The only portion of the sea which came their way was contained in a medicine bottle which a hamlet girl in service at Brighton brought home as a curiosity. In time the bottle of sea-water became the property of a younger sister, a school-fellow of Laura's, who was persuaded to barter it for a hunch of cake and a blue-bead necklace. Laura treasured it for years.
Many casual callers passed through the hamlet. Tra
velling tinkers with their barrows, braziers, and twirling grindstones turned aside from the main road and came singing:
Any razors or scissors to grind? Or anything else in the tinker's line? Any old pots or kettles to mend?
After squinting into any leaking vessel against the light, or trying the edges of razors or scissors upon the hard skin of their palms, they would squat by the side of the road to work, or start their emery wheel whizzing, to the delight of the hamlet children, who always formed a ring around any such operations.

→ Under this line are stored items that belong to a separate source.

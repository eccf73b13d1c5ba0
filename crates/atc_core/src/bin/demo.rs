use atc_core::prelude::*;

fn main() -> anyhow::Result<()> {
    env_logger::init();

    // Create the graph with the built-in routes
    let g = RouteGraph::with_default_routes()?;

    let service = PathQueryService::new(&g);

    for (start, end) in [("A", "F"), ("A", "D"), ("B", "B"), ("Z", "A")] {
        let result = service.query(start, end);
        println!("[{}]\n{}\n", result.title(), result);
    }

    let routes = g.list_routes();
    let listing = RouteListing(&routes);
    println!("[{}]\n{}", listing.title(), listing);

    Ok(())
}
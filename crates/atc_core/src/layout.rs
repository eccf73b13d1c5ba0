//! Fixed drawing positions of the default airports.
//!
//! The route graph itself has no notion of coordinates, a renderer looks the
//! positions up here by airport code.
use std::fmt;

use crate::graph::RouteGraph;

#[derive(Debug, Clone, Copy, PartialEq)]
pub struct Position {
    pub x: f32,
    pub y: f32,
}

impl Position {
    pub const fn new(x: f32, y: f32) -> Self {
        Position { x, y }
    }
}

impl fmt::Display for Position {
    fn fmt(&self, f: &mut fmt::Formatter<'_>) -> fmt::Result {
        write!(f, "({}, {})", self.x, self.y)
    }
}

const LAYOUT: [(&str, Position); 6] = [
    ("A", Position::new(2.0, 0.0)),
    ("B", Position::new(1.0, 1.0)),
    ("C", Position::new(3.0, 1.0)),
    ("D", Position::new(0.0, 2.0)),
    ("E", Position::new(2.0, 2.0)),
    ("F", Position::new(1.0, 3.0)),
];

pub fn position(code: &str) -> Option<Position> {
    LAYOUT
        .iter()
        .find(|(c, _)| *c == code)
        .map(|(_, position)| *position)
}

/// All positions in table order
pub fn positions() -> impl Iterator<Item = (&'static str, Position)> {
    LAYOUT.iter().copied()
}

/// Position of every airport of `g`, `None` for airports without a fixed spot.
pub fn graph_positions(g: &RouteGraph) -> Vec<(&str, Option<Position>)> {
    g.airports()
        .map(|airport| (airport.code.as_str(), position(&airport.code)))
        .collect()
}
use atc_core::{graph::RouteGraph, search::dijkstra::Dijkstra};
use criterion::{black_box, criterion_group, criterion_main, BenchmarkId, Criterion};

criterion_group!(benches, criterion_benchmark);
criterion_main!(benches);

pub fn criterion_benchmark(c: &mut Criterion) {
    let g = RouteGraph::with_default_routes().expect("Built-in routes are valid");

    let pairs = [("A", "F"), ("A", "D"), ("C", "D"), ("F", "F")];

    let mut group = c.benchmark_group("dijkstra_on_seed_graph");
    for (start, end) in pairs {
        let source = g.airport_index(start).expect("Unknown airport");
        let target = g.airport_index(end).expect("Unknown airport");

        group.bench_with_input(
            BenchmarkId::from_parameter(format!("{start}-{end}")),
            &(source, target),
            |b, &(source, target)| {
                b.iter(|| {
                    let mut dijkstra = Dijkstra::new(&g);
                    dijkstra.search(black_box(source), black_box(target))
                })
            },
        );
    }
    group.finish();
}
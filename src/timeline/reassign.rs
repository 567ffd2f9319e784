//! Drag-to-reassign: dropping a bar on another employee's row moves the assignment there.

use tracing::debug;

use super::interaction::{GestureKind, InteractionSession, PointerPos};
use super::patch::{AssignmentPatch, PatchIntent};
use crate::model::{AssignmentId, EmployeeId};

/// Pointer travel before a press turns into a drag.
pub const ACTIVATION_DISTANCE: f32 = 8.0;

/// What is being dragged, and what it is dropped on.
#[derive(Debug, Clone, Copy, PartialEq, Eq)]
pub enum DragPayload {
    BarDrag {
        assignment_id: AssignmentId,
        source_employee_id: EmployeeId,
    },
    RowDrop {
        employee_id: EmployeeId,
    },
}

#[derive(Debug, Clone)]
struct DragSession {
    interaction: InteractionSession,
    source_employee_id: EmployeeId,
    active: bool,
}

#[derive(Debug, Default)]
pub struct DragReassignController {
    session: Option<DragSession>,
}

impl DragReassignController {
    pub fn new() -> Self {
        Self::default()
    }

    /// Pointer-down on a bar body. Nothing is dragged until the pointer has travelled far enough.
    pub fn press(&mut self, assignment_id: AssignmentId, source_employee_id: EmployeeId, origin: PointerPos) {
        self.session = Some(DragSession {
            interaction: InteractionSession::new(GestureKind::Drag, assignment_id, origin),
            source_employee_id,
            active: false,
        });
    }

    pub fn update(&mut self, pointer: PointerPos) {
        if let Some(session) = &mut self.session {
            session.interaction.track(pointer);
            if !session.active && session.interaction.delta.length() >= ACTIVATION_DISTANCE {
                session.active = true;
                debug!(assignment = %session.interaction.subject, "drag activated");
            }
        }
    }

    pub fn is_pressed(&self) -> bool {
        self.session.is_some()
    }

    pub fn is_active(&self) -> bool {
        self.session.as_ref().is_some_and(|s| s.active)
    }

    pub fn session(&self) -> Option<&InteractionSession> {
        self.session.as_ref().map(|s| &s.interaction)
    }

    pub fn active_payload(&self) -> Option<DragPayload> {
        self.session
            .as_ref()
            .filter(|s| s.active)
            .map(|s| DragPayload::BarDrag {
                assignment_id: s.interaction.subject,
                source_employee_id: s.source_employee_id,
            })
    }

    /// Pointer-up over `target`. Emits a reassignment only for an activated drag released over a
    /// different employee's row.
    pub fn drop_on(&mut self, target: Option<DragPayload>) -> Option<PatchIntent> {
        let session = self.session.take()?;
        if !session.active {
            return None;
        }
        let Some(DragPayload::RowDrop { employee_id }) = target else {
            debug!(assignment = %session.interaction.subject, "drag released outside any row");
            return None;
        };
        if employee_id == session.source_employee_id {
            debug!(assignment = %session.interaction.subject, "drag dropped on its own row");
            return None;
        }
        Some(PatchIntent::Reassign {
            assignment_id: session.interaction.subject,
            from: session.source_employee_id,
            to: employee_id,
            patch: AssignmentPatch::reassign(employee_id),
        })
    }

    pub fn cancel(&mut self) {
        self.session = None;
    }
}

#[cfg(test)]
mod tests {
    use uuid::Uuid;

    use super::*;

    const ASSIGNMENT: AssignmentId = Uuid::from_u128(1);
    const ALICE: EmployeeId = Uuid::from_u128(10);
    const BOB: EmployeeId = Uuid::from_u128(20);

    fn dragged() -> DragReassignController {
        let mut controller = DragReassignController::new();
        controller.press(ASSIGNMENT, ALICE, PointerPos::new(0.0, 0.0));
        controller.update(PointerPos::new(3.0, 45.0));
        controller
    }

    #[test]
    fn drop_on_another_employee_issues_one_patch() {
        let mut controller = dragged();
        assert_eq!(
            controller.active_payload(),
            Some(DragPayload::BarDrag {
                assignment_id: ASSIGNMENT,
                source_employee_id: ALICE
            })
        );
        let intent = controller.drop_on(Some(DragPayload::RowDrop { employee_id: BOB }));
        assert_eq!(
            intent,
            Some(PatchIntent::Reassign {
                assignment_id: ASSIGNMENT,
                from: ALICE,
                to: BOB,
                patch: AssignmentPatch::reassign(BOB),
            })
        );
        // The session is gone; a second release emits nothing
        assert_eq!(controller.drop_on(Some(DragPayload::RowDrop { employee_id: BOB })), None);
    }

    #[test]
    fn drop_on_own_row_is_a_no_op() {
        let mut controller = dragged();
        assert_eq!(controller.drop_on(Some(DragPayload::RowDrop { employee_id: ALICE })), None);
        assert!(!controller.is_pressed());
    }

    #[test]
    fn short_travel_never_activates() {
        let mut controller = DragReassignController::new();
        controller.press(ASSIGNMENT, ALICE, PointerPos::new(0.0, 0.0));
        controller.update(PointerPos::new(4.0, 5.0));
        assert!(!controller.is_active());
        assert_eq!(controller.active_payload(), None);
        assert_eq!(controller.drop_on(Some(DragPayload::RowDrop { employee_id: BOB })), None);
    }

    #[test]
    fn release_outside_rows_or_on_a_bar_is_ignored() {
        let mut controller = dragged();
        assert_eq!(controller.drop_on(None), None);

        let mut controller = dragged();
        let bar = DragPayload::BarDrag {
            assignment_id: Uuid::from_u128(2),
            source_employee_id: BOB,
        };
        assert_eq!(controller.drop_on(Some(bar)), None);
    }
}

Gipsy women with cabbage-nets and clothes-pegs to sell were more frequent callers for they had a camping-place only a mile away and no place was too poor to yield them a harvest. When a door was opened to them, if the housewife appeared to be under forty, they would ask in a wheedling voice: 'Is your mother at home, my dear?' Then, when the position was explained, they would exclaim in astonished tones: 'You don't mean to tell me you be the mother? Look at that, now. I shouldn't have taken you to be a day over twenty.'
No matter how often repeated, this compliment was swallowed whole, and made a favourable opening for a long conversation, in the course of which the wily 'Egyptian' not only learned the full history of the woman's own family, but also a good deal about those of her neighbours, which was duly noted for future use. Then would come a request for 'handful of little 'taters, or an onion or two for the pot', and, if these were given, as they usually were, 'My pretty lady' would be asked for an old shift of her own or an old shirt of her husband's, or anything that the children might have left off, and, poverty-stricken though the hamlet was, a few worn-out garments would be secured to swell the size of the bundle which, afterwards, would be sold to the rag merchant.